Hence, surface finish and MRR obtained in EDG are better than EDM and the conventional diamond grinding process.
Tool performance and toolmaking technology advance hand-in-hand. As advanced tool materials like PCD gain favor in the marketplace, toolmakers will find quicker, better and more cost- efficient ways to produce those tools. Combining technologies like electrical erosion and conventional grinding in our EDG machine is a good example of matching technologies to the challenge of making superhard tools.
Our new EDG-machine allows the transfer of extremely sophisticated forms, finest cut-ins, delicate profiles, and small radii and surfaces onto round pieces completely contactless, i.e., without exerting any force onto the workpiece. The rotational axis is employed wherever small, fine punctures or small flanging radii cannot be achieved by mere turning or round grinding.

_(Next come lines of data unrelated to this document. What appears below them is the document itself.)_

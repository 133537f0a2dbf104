//! Pure eligibility queries over the current roster.
//!
//! These are recomputed from the roster and selection on every call; they
//! never mutate state. Empty results mean "nothing to offer", not an error —
//! callers check emptiness before prompting.

use crate::models::{Category, Player};

fn find<'a>(roster: &'a [Player], id: &str) -> Option<&'a Player> {
    roster.iter().find(|p| p.id == id)
}

/// Bench players who could replace `pitch_player_id`: directly eligible for
/// its category, or reachable indirectly because some other pitch player can
/// vacate into that category while the bench candidate covers the category
/// they vacate.
pub fn valid_bench_candidates(roster: &[Player], pitch_player_id: &str) -> Vec<String> {
    let target = match find(roster, pitch_player_id).and_then(|p| p.current_category) {
        Some(category) => category,
        None => return Vec::new(),
    };

    roster
        .iter()
        .filter(|candidate| candidate.is_on_bench() && !candidate.is_injured)
        .filter(|candidate| {
            candidate.eligibility.allows(target)
                || roster.iter().any(|mover| {
                    mover.id != pitch_player_id
                        && mover.is_on_pitch()
                        && mover.eligibility.allows(target)
                        && mover
                            .current_category
                            .is_some_and(|vacated| candidate.eligibility.allows(vacated))
                })
        })
        .map(|candidate| candidate.id.clone())
        .collect()
}

/// Pitch players the selected pitch player can trade places with: the
/// selected player must be able to occupy the target's category and vice
/// versa. Two-way swaps only, which makes the relation symmetric.
pub fn valid_swap_targets(roster: &[Player], selected_pitch_id: &str) -> Vec<String> {
    let selected = match find(roster, selected_pitch_id) {
        Some(p) if p.is_on_pitch() => p,
        _ => return Vec::new(),
    };
    let selected_category = match selected.current_category {
        Some(category) => category,
        None => return Vec::new(),
    };

    roster
        .iter()
        .filter(|other| other.id != selected_pitch_id && other.is_on_pitch())
        .filter(|other| match other.current_category {
            Some(other_category) => {
                selected.eligibility.allows(other_category)
                    && other.eligibility.allows(selected_category)
            }
            None => false,
        })
        .map(|other| other.id.clone())
        .collect()
}

/// Pitch players who can move into `required_category` so that
/// `bench_player_id` can come on into the category they vacate.
/// `replaced_pitch_id` is the player leaving the pitch and is excluded.
pub fn movable_pitch_players(
    roster: &[Player],
    bench_player_id: &str,
    required_category: Category,
    replaced_pitch_id: Option<&str>,
) -> Vec<String> {
    let bench_player = match find(roster, bench_player_id) {
        Some(p) if p.is_on_bench() => p,
        _ => return Vec::new(),
    };

    roster
        .iter()
        .filter(|mover| mover.is_on_pitch() && Some(mover.id.as_str()) != replaced_pitch_id)
        .filter(|mover| {
            mover.eligibility.allows(required_category)
                && mover
                    .current_category
                    .is_some_and(|vacated| bench_player.eligibility.allows(vacated))
        })
        .map(|mover| mover.id.clone())
        .collect()
}

#[cfg(test)]
mod tests {
    use super::*;
    use crate::models::{Eligibility, PitchCoord};
    use proptest::prelude::*;

    fn on_pitch(id: &str, category: Category, eligibility: Eligibility) -> Player {
        let mut p = Player::new(id, id, 0).with_eligibility(eligibility);
        p.place(PitchCoord::new(0.5, 0.5), category);
        p
    }

    fn on_bench(id: &str, eligibility: Eligibility) -> Player {
        Player::new(id, id, 0).with_eligibility(eligibility)
    }

    #[test]
    fn direct_bench_candidates() {
        let roster = vec![
            on_pitch("mid", Category::MID, Eligibility::only(Category::MID)),
            on_bench("any", Eligibility::Unrestricted),
            on_bench("mid2", Eligibility::only(Category::MID)),
            on_bench("gk", Eligibility::only(Category::GK)),
        ];
        let candidates = valid_bench_candidates(&roster, "mid");
        assert_eq!(candidates, vec!["any".to_string(), "mid2".to_string()]);
    }

    #[test]
    fn injured_bench_players_are_excluded() {
        let mut roster = vec![
            on_pitch("mid", Category::MID, Eligibility::Unrestricted),
            on_bench("hurt", Eligibility::Unrestricted),
        ];
        roster[1].is_injured = true;
        assert!(valid_bench_candidates(&roster, "mid").is_empty());
    }

    #[test]
    fn indirect_candidate_via_vacating_pitch_player() {
        // "def" leaves DEF. "fwd_only" cannot play DEF, but "flex" (on pitch
        // at FWD) can drop into DEF while "fwd_only" covers FWD.
        let roster = vec![
            on_pitch("def", Category::DEF, Eligibility::only(Category::DEF)),
            on_pitch(
                "flex",
                Category::FWD,
                Eligibility::restricted_to([Category::DEF, Category::FWD]),
            ),
            on_bench("fwd_only", Eligibility::only(Category::FWD)),
        ];
        assert_eq!(valid_bench_candidates(&roster, "def"), vec!["fwd_only".to_string()]);

        let movers = movable_pitch_players(&roster, "fwd_only", Category::DEF, Some("def"));
        assert_eq!(movers, vec!["flex".to_string()]);
    }

    #[test]
    fn movable_players_exclude_the_replaced_player() {
        let roster = vec![
            on_pitch("def", Category::DEF, Eligibility::Unrestricted),
            on_bench("sub", Eligibility::only(Category::DEF)),
        ];
        // The departing player itself cannot be the mover.
        assert!(movable_pitch_players(&roster, "sub", Category::DEF, Some("def")).is_empty());
    }

    #[test]
    fn swap_targets_require_two_way_eligibility() {
        let roster = vec![
            on_pitch("a", Category::MID, Eligibility::restricted_to([Category::MID, Category::FWD])),
            on_pitch("b", Category::FWD, Eligibility::restricted_to([Category::MID, Category::FWD])),
            on_pitch("c", Category::DEF, Eligibility::only(Category::DEF)),
            on_bench("d", Eligibility::Unrestricted),
        ];
        assert_eq!(valid_swap_targets(&roster, "a"), vec!["b".to_string()]);
        // "c" cannot play MID and "a" cannot play DEF.
        assert!(!valid_swap_targets(&roster, "a").contains(&"c".to_string()));
        // Bench players have no swap targets.
        assert!(valid_swap_targets(&roster, "d").is_empty());
    }

    #[test]
    fn stale_player_references_yield_empty_results() {
        let roster = vec![on_pitch("a", Category::MID, Eligibility::Unrestricted)];
        assert!(valid_bench_candidates(&roster, "ghost").is_empty());
        assert!(valid_swap_targets(&roster, "ghost").is_empty());
        assert!(movable_pitch_players(&roster, "ghost", Category::MID, None).is_empty());
    }

    // Arbitrary rosters for the symmetry property.
    fn arb_category() -> impl Strategy<Value = Category> {
        prop_oneof![
            Just(Category::GK),
            Just(Category::DEF),
            Just(Category::MID),
            Just(Category::FWD),
        ]
    }

    fn arb_eligibility() -> impl Strategy<Value = Eligibility> {
        prop_oneof![
            Just(Eligibility::Unrestricted),
            prop::collection::btree_set(arb_category(), 1..=4).prop_map(Eligibility::RestrictedTo),
        ]
    }

    fn arb_roster() -> impl Strategy<Value = Vec<Player>> {
        prop::collection::vec((arb_eligibility(), arb_category(), any::<bool>()), 2..8).prop_map(
            |entries| {
                entries
                    .into_iter()
                    .enumerate()
                    .map(|(i, (eligibility, category, pitched))| {
                        let mut p = Player::new(format!("p{}", i), format!("p{}", i), i as u8)
                            .with_eligibility(eligibility);
                        if pitched {
                            p.place(PitchCoord::new(0.1 * i as f32, 0.5), category);
                        }
                        p
                    })
                    .collect()
            },
        )
    }

    proptest! {
        #[test]
        fn swap_targets_are_symmetric(roster in arb_roster()) {
            for a in &roster {
                for b in valid_swap_targets(&roster, &a.id) {
                    let back = valid_swap_targets(&roster, &b);
                    prop_assert!(back.contains(&a.id), "{} -> {} not symmetric", a.id, b);
                }
            }
        }
    }
}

The rotational axis offers major advantages, in particular for grinding wheel dressing tools, by allowing the transfer of profiles with very delicate inside radii of, e.g., r=0.05mm. This procedure results in profile accuracies in the µ range with high true running accuracy. The process works on electrically conducting workpieces only. Another advantage is that EDM grinding also prevents heat introduction during the working process. As a result, the material’s structure remains unchanged, which frequently occurs when employing turning or round grinding processes.